Right around this time, in Great Britain, botanist and photographer Anna Atkins was experimenting with a new photographic technology called cyanotype. This technique uses ferric ammonium citrate and potassium ferricyanide to create blue images. Atkins laid algal specimens directly onto paper coated with these chemicals and then exposed them to sunlight. The resulting images were used to make the first photographic book: Photographs of British Algae: Cyanotype Impressions (1843).
Among the specimens gathered during the Ex. Ex. were numerous stony corals, many of which were the first of their species to be described by science. Due to the technological constraints of the time, it would’ve been difficult to make meaningful cyanotypes of these corals, as the process is most successful with relatively flat and somewhat translucent objects (neither of which applies to most stony corals). Fortunately, with today’s technology, this is no longer the case. I had the opportunity to photograph particularly charismatic specimens of coral in the Smithsonian’s Invertebrate Zoology Collection (from the Ex. Ex. as well as later expeditions) and used these images to make this series of cyanotypes.
This series is an imagined historic collision between the Ex. Ex. and Anna Atkins’s work. I created this body of work because of the perils these corals face due to the rise in the temperature and acidity of the oceans, which is driven by climate change. Coral reef bleaching events, where the living coral is abandoned by its symbiotic algae, result in corals with tissues so transparent that all that can be seen is their white skeletons. The frequency and breadth of these events has increased in recent years, resulting in higher rates of coral mortality. Unfortunately, within our lifetimes, it’s possible that all that will be left of stony corals are their skeletons, crumbling in the oceans or on museum shelves.
I hope that these cyanotypes are an aesthetic and conceptual reflection on this: the blue and white prints reminiscent of a reef full of the white coral skeletons. Printing these images as cyanotypes is also significant because the technique was once used by architects to make blueprints. In many ways, stony corals are the “architecture of the oceans.” Ironically, while being invertebrates themselves, corals are the backbone of entire ocean ecosystems. If these reefs perish, many species will be without a home and the effects will resonate across the oceans. This will be felt by human societies around the globe. In economic terms, the value of reefs is immense.

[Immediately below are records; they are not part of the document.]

impl Session {
    async fn start(overrides: &ConfigOverrides) -> Result<Self> {
        // Configuration errors are fatal before any document is touched
        let config: AppConfig = load_config()?;
        let runtime = config.resolve(overrides)?;
        let oracles = Oracles::from_settings(&runtime.provider)?;

        let progress = Arc::new(CliProgress::new());
        let mut observer = FanoutObserver::new().with(progress.clone());

        let langfuse = match &runtime.langfuse {
            Some(settings) => {
                match LangfuseObserver::auth_check(settings).await {
                    Ok(true) => info!(host = %settings.host, "Langfuse auth check passed"),
                    Ok(false) => warn!(host = %settings.host, "Langfuse auth check failed, check the keys"),
                    Err(e) => warn!(error = %e, "Langfuse unreachable"),
                }
                let lf = Arc::new(LangfuseObserver::spawn(settings.clone())?);
                observer = observer.with(lf.clone());
                Some(lf)
            }
            None => None,
        };

        let mut builder = Workflow::builder(oracles)
            .configure(&runtime)
            .observer(Arc::new(observer));

        if runtime.refine && runtime.checkpoints {
            let storage = Storage::open(&runtime.checkpoint_db).await?;
            let checkpointer: Arc<dyn Checkpointer> = Arc::new(storage);
            builder = builder.checkpointer(checkpointer);
        }

        let workflow = Arc::new(builder.build()?);
        info!(
            provider = runtime.provider.kind.as_str(),
            model = %runtime.provider.model,
            mode = %workflow.mode(),
            "workflow ready"
        );

        Ok(Self {
            runtime,
            workflow,
            progress,
            langfuse,
        })
    }

    fn output_root(&self, explicit: Option<PathBuf>) -> PathBuf {
        explicit.unwrap_or_else(|| self.runtime.output_dir.clone())
    }

    async fn finish(&self) {
        self.progress.finish();
        if let Some(lf) = &self.langfuse {
            lf.shutdown().await;
        }
    }
}

async fn cmd_run(overrides: &ConfigOverrides, input: &Path, output_dir: Option<PathBuf>) -> Result<()> {
    let session = Session::start(overrides).await?;
    let output_root = session.output_root(output_dir);
    session.progress.expect_documents(1);

    let result = process_document(&session.workflow, input, &output_root).await;
    session.finish().await;

    let report = result?;
    print_report(&report);
    Ok(())
}

async fn cmd_batch(
    overrides: &ConfigOverrides,
    input_dir: &Path,
    output_dir: Option<PathBuf>,
) -> Result<()> {
    let session = Session::start(overrides).await?;
    let output_root = session.output_root(output_dir);

    let inputs = collect_inputs(input_dir)?;
    if inputs.is_empty() {
        return Err(eyre!("no .html files found in '{}'", input_dir.display()));
    }
    session.progress.expect_documents(inputs.len());
    info!(documents = inputs.len(), jobs = session.runtime.concurrency, "starting batch");

    let report = process_batch(
        session.workflow.clone(),
        inputs,
        &output_root,
        session.runtime.concurrency,
    )
    .await;
    session.finish().await;

    println!();
    for doc in &report.documents {
        match &doc.outcome {
            Ok(run) => println!(
                "  ok      {}  ({} items)",
                doc.input.display(),
                run.item_count().unwrap_or(0)
            ),
            Err(e) => println!("  FAILED  {}  [{}] {e}", doc.input.display(), e.kind()),
        }
    }
    println!();
    println!(
        "  Succeeded: {}  Failed: {}  Time: {:.1}s",
        report.succeeded(),
        report.failed(),
        report.elapsed.as_secs_f64()
    );
    println!("  Output:    {}", output_root.display());
    println!();

    if report.failed() > 0 {
        return Err(eyre!(
            "{} of {} documents failed",
            report.failed(),
            report.documents.len()
        ));
    }
    Ok(())
}

fn print_report(report: &RunReport) {
    println!();
    println!("  Document processed.");
    println!("  Key:    {}", report.output_key);
    println!("  Model:  {}", report.model);
    println!("  Mode:   {}", report.mode);
    if let Some(refinement) = &report.refinement {
        println!(
            "  Refine: {} after {} turns",
            refinement.status.as_str(),
            refinement.turns
        );
    }
    println!("  Items:  {}", report.item_count().unwrap_or(0));
    for artifact in &report.artifacts {
        println!("  Wrote:  {}", artifact.path.display());
    }
    println!("  Time:   {:.1}s", report.elapsed.as_secs_f64());
    println!();
}

// ---------------------------------------------------------------------------
// CLI progress reporter
// ---------------------------------------------------------------------------

/// Workflow observer drawing an indicatif spinner.
struct CliProgress {
    spinner: ProgressBar,
    total: AtomicUsize,
    finished: AtomicUsize,
}

impl CliProgress {
    fn new() -> Self {
        let spinner = ProgressBar::new_spinner();
        let style = ProgressStyle::with_template("{spinner:.cyan} {msg}")
            .unwrap_or_else(|_| ProgressStyle::default_spinner())
            .tick_strings(&["⠋", "⠙", "⠹", "⠸", "⠼", "⠴", "⠦", "⠧", "⠇", "⠏"]);
        spinner.set_style(style);
        spinner.enable_steady_tick(std::time::Duration::from_millis(80));
        Self {
            spinner,
            total: AtomicUsize::new(0),
            finished: AtomicUsize::new(0),
        }
    }

    fn expect_documents(&self, total: usize) {
        self.total.store(total, Ordering::Relaxed);
    }

    fn counter(&self) -> String {
        format!(
            "[{}/{}]",
            self.finished.load(Ordering::Relaxed),
            self.total.load(Ordering::Relaxed)
        )
    }

    fn finish(&self) {
        self.spinner.finish_and_clear();
    }
}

Historically, the Ex. Ex and Atkins represent two crucial moments for the democratization and dispersion of information… The Ex. Ex. was a grand and ambitious voyage of discovery, while Atkins was a persistent individual seeking knowledge. This seems fitting, as both ambitious global coordination as well as thoughtful personal choices are crucially needed if we are to save the world’s coral reefs and oceans.
My title for this series, Ex. Ex. Colonies, pays homage to the U.S. South Seas Exploring Expedition (although most of the coral I photographed were collected on later voyages). Colonies refers to most corals, which are colonial species, living together in groups. But the title is a word play as well. Ex. Ex. also refers to the removal of these species from the environment through human intervention (once by scientists collecting these specific corals and now at a global scale due to climate change). Colonies also references the problematic colonial history that is entwined with the history of museum collecting.